**Description of the task:** Set down, exactly as written, every line from the top of the records below to the line containing "Schedule every chunk", both ends included, and no others.

**Given records:**
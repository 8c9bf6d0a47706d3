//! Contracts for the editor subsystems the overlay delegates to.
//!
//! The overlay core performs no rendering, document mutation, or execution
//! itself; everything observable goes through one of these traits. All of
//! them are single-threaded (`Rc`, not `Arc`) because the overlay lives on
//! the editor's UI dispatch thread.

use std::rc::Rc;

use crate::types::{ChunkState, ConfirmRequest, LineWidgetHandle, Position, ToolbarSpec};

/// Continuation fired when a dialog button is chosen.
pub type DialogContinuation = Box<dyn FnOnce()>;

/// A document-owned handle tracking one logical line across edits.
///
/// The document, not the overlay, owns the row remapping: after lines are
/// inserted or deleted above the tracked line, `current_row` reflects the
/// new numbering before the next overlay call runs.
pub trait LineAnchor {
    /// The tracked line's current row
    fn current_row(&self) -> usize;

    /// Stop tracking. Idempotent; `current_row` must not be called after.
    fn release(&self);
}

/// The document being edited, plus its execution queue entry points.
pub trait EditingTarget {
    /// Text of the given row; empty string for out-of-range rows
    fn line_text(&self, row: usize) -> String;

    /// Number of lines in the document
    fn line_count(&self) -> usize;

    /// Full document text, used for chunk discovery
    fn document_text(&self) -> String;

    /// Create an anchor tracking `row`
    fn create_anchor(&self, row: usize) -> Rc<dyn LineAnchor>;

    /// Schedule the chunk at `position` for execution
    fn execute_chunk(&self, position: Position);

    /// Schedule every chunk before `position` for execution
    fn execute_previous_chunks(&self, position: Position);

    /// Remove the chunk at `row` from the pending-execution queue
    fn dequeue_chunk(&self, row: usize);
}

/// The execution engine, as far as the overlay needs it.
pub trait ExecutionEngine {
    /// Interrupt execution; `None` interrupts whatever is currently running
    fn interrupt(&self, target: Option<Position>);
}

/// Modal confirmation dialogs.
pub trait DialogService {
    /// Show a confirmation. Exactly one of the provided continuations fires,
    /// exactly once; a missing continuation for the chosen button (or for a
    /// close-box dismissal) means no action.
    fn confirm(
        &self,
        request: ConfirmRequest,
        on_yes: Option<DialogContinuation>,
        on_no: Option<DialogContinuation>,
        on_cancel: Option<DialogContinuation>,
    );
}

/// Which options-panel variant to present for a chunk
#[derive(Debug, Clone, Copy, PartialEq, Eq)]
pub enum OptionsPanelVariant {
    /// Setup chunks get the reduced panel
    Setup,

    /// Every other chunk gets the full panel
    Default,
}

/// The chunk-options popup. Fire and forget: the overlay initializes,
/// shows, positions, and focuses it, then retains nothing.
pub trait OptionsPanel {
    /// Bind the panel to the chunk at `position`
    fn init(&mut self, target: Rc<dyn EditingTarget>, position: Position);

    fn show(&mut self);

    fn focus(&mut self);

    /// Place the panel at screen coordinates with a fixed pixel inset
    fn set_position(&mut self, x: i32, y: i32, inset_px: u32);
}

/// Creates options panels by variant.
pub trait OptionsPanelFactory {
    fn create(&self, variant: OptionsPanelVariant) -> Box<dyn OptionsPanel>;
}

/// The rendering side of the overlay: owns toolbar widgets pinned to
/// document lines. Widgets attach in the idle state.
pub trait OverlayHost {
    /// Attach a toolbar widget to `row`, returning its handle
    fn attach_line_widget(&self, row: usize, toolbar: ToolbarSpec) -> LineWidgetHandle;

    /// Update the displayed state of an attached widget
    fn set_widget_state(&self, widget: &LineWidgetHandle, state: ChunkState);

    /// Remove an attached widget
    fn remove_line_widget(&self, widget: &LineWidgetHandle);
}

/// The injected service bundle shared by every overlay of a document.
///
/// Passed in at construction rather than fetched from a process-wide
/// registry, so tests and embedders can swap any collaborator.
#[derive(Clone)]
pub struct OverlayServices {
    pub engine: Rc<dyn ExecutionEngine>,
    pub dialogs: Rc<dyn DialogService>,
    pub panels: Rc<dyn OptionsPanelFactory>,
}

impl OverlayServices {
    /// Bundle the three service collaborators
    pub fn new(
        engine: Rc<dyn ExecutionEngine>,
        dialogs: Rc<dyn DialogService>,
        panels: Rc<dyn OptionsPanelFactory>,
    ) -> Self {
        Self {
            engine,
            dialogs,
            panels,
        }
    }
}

**Result for this task:**
repository 8c9bf6d0a47706d3
//! Contracts for the editor subsystems the overlay delegates to.
//!
//! The overlay core performs no rendering, document mutation, or execution
//! itself; everything observable goes through one of these traits. All of
//! them are single-threaded (`Rc`, not `Arc`) because the overlay lives on
//! the editor's UI dispatch thread.

use std::rc::Rc;

use crate::types::{ChunkState, ConfirmRequest, LineWidgetHandle, Position, ToolbarSpec};

/// Continuation fired when a dialog button is chosen.
pub type DialogContinuation = Box<dyn FnOnce()>;

/// A document-owned handle tracking one logical line across edits.
///
/// The document, not the overlay, owns the row remapping: after lines are
/// inserted or deleted above the tracked line, `current_row` reflects the
/// new numbering before the next overlay call runs.
pub trait LineAnchor {
    /// The tracked line's current row
    fn current_row(&self) -> usize;

    /// Stop tracking. Idempotent; `current_row` must not be called after.
    fn release(&self);
}

/// The document being edited, plus its execution queue entry points.
pub trait EditingTarget {
    /// Text of the given row; empty string for out-of-range rows
    fn line_text(&self, row: usize) -> String;

    /// Number of lines in the document
    fn line_count(&self) -> usize;

    /// Full document text, used for chunk discovery
    fn document_text(&self) -> String;

    /// Create an anchor tracking `row`
    fn create_anchor(&self, row: usize) -> Rc<dyn LineAnchor>;

    /// Schedule the chunk at `position` for execution
    fn execute_chunk(&self, position: Position);

    /// Schedule every chunk before `position` for execution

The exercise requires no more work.